The Slurm job script is a shell script, and on most Slurm clusters, the shell will be bash. This is indicated by the first line, often called the shebang.

#!/bin/bash

which Slurm requires be there.

For those without experience using shell scripts, the # character signifies a comment. It is most common for comments to start in the first column, but they can also appear after commands. Both of the following lines contain valid comments.

# This is an example of a comment
echo "Welcome to my world"  # Print a welcoming message

Slurm options all begin with the text (string) #SBATCH, and are considered comments by the bash shell. Slurm searches your job script for lines that begin that way and reads the options until it reaches a line that is not either a comment, blank, or an option. We refer to this part of the job script as the preamble.

The rest of the script is then run by bash exactly as it appears.

Organization of a job script

We recommend organizing your job scripts into the following sections.

  1. The shebang line (first line)
  2. The Slurm preamble
  3. Setup commands
  4. Job information commands
  5. Job commands
  6. Job cleanup commands

We have already discussed the shebang and preamble, though we have not shown an example of the preamble yet. We’ll construct a preamble in a later section.

Setup commands are any commands needed for you program to run. These are often commands to set environment variables needed by the software that your job will run.

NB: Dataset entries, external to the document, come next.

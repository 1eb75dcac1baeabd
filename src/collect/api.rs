//! Live API endpoint attempts against the registration dashboard.

use serde_json::Value;
use tokio::time::sleep;
use tracing::debug;

use super::API_ATTEMPT_DELAY;
use crate::fetch::HttpClient;
use crate::normalize::normalize_records;
use crate::parser::extract_records;
use crate::record::RegistrationRecord;

/// Candidate endpoints, probed in order.
const ENDPOINTS: &[&str] = &[
    "/vahan/api/getVehicleData",
    "/api/vehicle-registration",
    "/dashboard/api/registration-data",
];

/// Query parameter sets tried against each endpoint.
const PARAM_SETS: &[&[(&str, &str)]] = &[
    &[("state", "DL"), ("period", "monthly"), ("vehicle_type", "all")],
    &[("state", "all"), ("from_date", "2023-01-01"), ("to_date", "2024-12-31")],
    &[("type", "registration"), ("format", "json")],
];

/// Probes every endpoint × parameter-set combination sequentially, returning
/// the first batch that normalizes to at least one record. Individual
/// attempt failures are logged and skipped.
pub(super) async fn try_endpoints<C: HttpClient>(client: &C, base_url: &str) -> Vec<RegistrationRecord> {
    for endpoint in ENDPOINTS {
        for params in PARAM_SETS {
            match attempt(client, base_url, endpoint, params).await {
                Ok(records) if !records.is_empty() => return records,
                Ok(_) => {}
                Err(e) => debug!(endpoint, error = %e, "API attempt failed"),
            }
            sleep(API_ATTEMPT_DELAY).await;
        }
    }
    Vec::new()
}

async fn attempt<C: HttpClient>(
    client: &C,
    base_url: &str,
    endpoint: &str,
    params: &[(&str, &str)],
) -> anyhow::Result<Vec<RegistrationRecord>> {
    let url = reqwest::Url::parse_with_params(&format!("{base_url}{endpoint}"), params)?;
    let req = reqwest::Request::new(reqwest::Method::GET, url);

    let resp = client.execute(req).await?;
    if !resp.status().is_success() {
        anyhow::bail!("endpoint returned status {}", resp.status());
    }

    let json: Value = resp.json().await?;
    let raw = extract_records(&json);
    Ok(normalize_records(&raw))
}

Much of the useful software on the cluster must be specifically configured before it can be used. Making software available this way enables the cluster to have otherwise incompatible software installed and usable. The most common and convenient way to set up the software you need is by using the module system, Lmod, which provides the module command.

For more detailed information about Lmod and modules, please see Using installed software.

We will show some examples in a later section with common MRI analysis software.

The cluster administrators provide the command my_job_header, which will print to your output useful information about the job. We recommend that you included it in all job scripts, but it is optional and not required.

Job commands are what you would normally type at the command line to run your processing or analysis.

Job cleanup consists of commands that do things like remove temporary data, copy output to the network file server, move files to other locations.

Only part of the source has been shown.